Give again, word for word, each line below starting at the one that contains "impl MemoryProbe for ScriptedProbe" and ending at the one that contains "let token = CancellationToken::new();".

^^^^^^^^^^^^^^^^

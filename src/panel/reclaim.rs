//! Recovery pause after freeing a relation
//!
//! Dropping a large relation does not hand memory back to the OS right away.
//! Before the next window is loaded the ingestion manager waits until the
//! process resident set drops below a target, the timeout elapses, or the run
//! is cancelled.

use std::sync::{Arc, Mutex};
use std::time::{Duration, Instant};
use sysinfo::{Pid, ProcessRefreshKind, ProcessesToUpdate, System};
use tokio_util::sync::CancellationToken;

use super::config::RecoveryConfig;
use super::error::PanelError;

/// Source of the current process resident set size
pub trait MemoryProbe: Send + Sync {
    fn resident_bytes(&self) -> Option<u64>;
}

/// Resident memory of this process, via sysinfo
pub struct ProcessMemoryProbe {
    system: Mutex<System>,
    pid: Pid,
}

impl ProcessMemoryProbe {
    pub fn new() -> Self {
        Self {
            // Only our own process is ever refreshed
            system: Mutex::new(System::new()),
            pid: Pid::from_u32(std::process::id()),
        }
    }
}

impl Default for ProcessMemoryProbe {
    fn default() -> Self {
        Self::new()
    }
}

impl MemoryProbe for ProcessMemoryProbe {
    fn resident_bytes(&self) -> Option<u64> {
        let mut system = self.system.lock().ok()?;
        system.refresh_processes_specifics(
            ProcessesToUpdate::Some(&[self.pid]),
            ProcessRefreshKind::new().with_memory(),
        );
        system.process(self.pid).map(|process| process.memory())
    }
}

#[derive(Debug, Clone, Copy, PartialEq, Eq)]
pub enum RecoveryOutcome {
    /// Resident set dropped to the target
    Reclaimed { resident_bytes: u64 },
    /// Timeout elapsed first; the caller proceeds anyway
    TimedOut { resident_bytes: Option<u64> },
    /// No target configured, a single sample was taken
    Unmonitored { resident_bytes: Option<u64> },
}

pub struct RecoveryPause {
    config: RecoveryConfig,
    probe: Arc<dyn MemoryProbe>,
    cancel: CancellationToken,
}

fn mb(bytes: Option<u64>) -> String {
    match bytes {
        Some(b) => format!("{:.1} MB", b as f64 / (1024.0 * 1024.0)),
        None => "n/a".to_string(),
    }
}

impl RecoveryPause {
    pub fn new(config: RecoveryConfig, probe: Arc<dyn MemoryProbe>, cancel: CancellationToken) -> Self {
        Self { config, probe, cancel }
    }

    /// Block until memory is reclaimed, the timeout elapses, or the run is cancelled
    ///
    /// Runs on a blocking thread; sleeps in poll-interval steps so that
    /// cancellation is observed within one interval.
    pub fn wait(&self) -> Result<RecoveryOutcome, PanelError> {
        let Some(target) = self.config.rss_target_bytes else {
            let resident = self.probe.resident_bytes();
            log::info!("   └─ Process memory after free: {}", mb(resident));
            return Ok(RecoveryOutcome::Unmonitored { resident_bytes: resident });
        };

        let started = Instant::now();
        log::info!(
            "😴 Waiting up to {:?} for resident memory to drop below {}",
            self.config.timeout,
            mb(Some(target))
        );

        loop {
            if self.cancel.is_cancelled() {
                log::warn!("⚠️  Recovery pause cancelled");
                return Err(PanelError::Cancelled);
            }

            let resident = self.probe.resident_bytes();
            if let Some(bytes) = resident {
                if bytes <= target {
                    log::info!("   └─ ✅ Memory reclaimed: {} after {:?}", mb(resident), started.elapsed());
                    return Ok(RecoveryOutcome::Reclaimed { resident_bytes: bytes });
                }
            }

            let elapsed = started.elapsed();
            if elapsed >= self.config.timeout {
                log::warn!("   └─ ⚠️  Recovery timed out at {}", mb(resident));
                return Ok(RecoveryOutcome::TimedOut { resident_bytes: resident });
            }

            let remaining = self.config.timeout - elapsed;
            std::thread::sleep(self.config.poll_interval.min(remaining).max(Duration::from_millis(1)));
        }
    }
}

#[cfg(test)]
mod tests {
    use super::*;
    use std::collections::VecDeque;

    /// Replays a fixed series of samples, repeating the last one
    struct ScriptedProbe {
        samples: Mutex<VecDeque<u64>>,
    }

    impl ScriptedProbe {
        fn new(samples: &[u64]) -> Arc<Self> {
            Arc::new(Self { samples: Mutex::new(samples.iter().copied().collect()) })
        }
    }

    impl MemoryProbe for ScriptedProbe {
        fn resident_bytes(&self) -> Option<u64> {
            let mut samples = self.samples.lock().unwrap();
            if samples.len() > 1 {
                samples.pop_front()
            } else {
                samples.front().copied()
            }
        }
    }

    fn config(target: Option<u64>, timeout_ms: u64) -> RecoveryConfig {
        RecoveryConfig {
            timeout: Duration::from_millis(timeout_ms),
            poll_interval: Duration::from_millis(1),
            rss_target_bytes: target,
        }
    }

    #[test]
    fn test_waits_until_target_reached() {
        let probe = ScriptedProbe::new(&[900, 700, 400, 300]);
        let pause = RecoveryPause::new(config(Some(500), 5_000), probe, CancellationToken::new());

        let outcome = pause.wait().unwrap();
        assert_eq!(outcome, RecoveryOutcome::Reclaimed { resident_bytes: 400 });
    }

    #[test]
    fn test_times_out_when_memory_stays_high() {
        let probe = ScriptedProbe::new(&[900]);
        let pause = RecoveryPause::new(config(Some(500), 20), probe, CancellationToken::new());

        let started = Instant::now();
        let outcome = pause.wait().unwrap();
        assert_eq!(outcome, RecoveryOutcome::TimedOut { resident_bytes: Some(900) });
        assert!(started.elapsed() >= Duration::from_millis(20));
    }

    #[test]
    fn test_without_target_samples_once() {
        let probe = ScriptedProbe::new(&[900]);
        let pause = RecoveryPause::new(config(None, 60_000), probe, CancellationToken::new());

        let started = Instant::now();
        let outcome = pause.wait().unwrap();
        assert_eq!(outcome, RecoveryOutcome::Unmonitored { resident_bytes: Some(900) });
        assert!(started.elapsed() < Duration::from_secs(5));
    }

    #[test]
    fn test_cancellation_aborts_wait() {
        let probe = ScriptedProbe::new(&[900]);
        let token = CancellationToken::new();
        token.cancel();
        let pause = RecoveryPause::new(config(Some(500), 60_000), probe, token);

        assert!(matches!(pause.wait(), Err(PanelError::Cancelled)));
    }

    #[test]
    fn test_process_probe_reports_memory() {
        let probe = ProcessMemoryProbe::new();
        assert!(probe.resident_bytes().unwrap_or(1) > 0);
    }
}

^^^^^^^^^^^^^^^^

- **Response to this exercise**
    impl MemoryProbe for ScriptedProbe {
        fn resident_bytes(&self) -> Option<u64> {
            let mut samples = self.samples.lock().unwrap();
            if samples.len() > 1 {
                samples.pop_front()
            } else {
                samples.front().copied()
            }
        }
    }

    fn config(target: Option<u64>, timeout_ms: u64) -> RecoveryConfig {
        RecoveryConfig {
            timeout: Duration::from_millis(timeout_ms),
            poll_interval: Duration::from_millis(1),
            rss_target_bytes: target,
        }
    }

    #[test]
    fn test_waits_until_target_reached() {
        let probe = ScriptedProbe::new(&[900, 700, 400, 300]);
        let pause = RecoveryPause::new(config(Some(500), 5_000), probe, CancellationToken::new());

        let outcome = pause.wait().unwrap();
        assert_eq!(outcome, RecoveryOutcome::Reclaimed { resident_bytes: 400 });
    }

    #[test]
    fn test_times_out_when_memory_stays_high() {
        let probe = ScriptedProbe::new(&[900]);
        let pause = RecoveryPause::new(config(Some(500), 20), probe, CancellationToken::new());

        let started = Instant::now();
        let outcome = pause.wait().unwrap();
        assert_eq!(outcome, RecoveryOutcome::TimedOut { resident_bytes: Some(900) });
        assert!(started.elapsed() >= Duration::from_millis(20));
    }

    #[test]
    fn test_without_target_samples_once() {
        let probe = ScriptedProbe::new(&[900]);
        let pause = RecoveryPause::new(config(None, 60_000), probe, CancellationToken::new());

        let started = Instant::now();
        let outcome = pause.wait().unwrap();
        assert_eq!(outcome, RecoveryOutcome::Unmonitored { resident_bytes: Some(900) });
        assert!(started.elapsed() < Duration::from_secs(5));
    }

    #[test]
    fn test_cancellation_aborts_wait() {
        let probe = ScriptedProbe::new(&[900]);
        let token = CancellationToken::new();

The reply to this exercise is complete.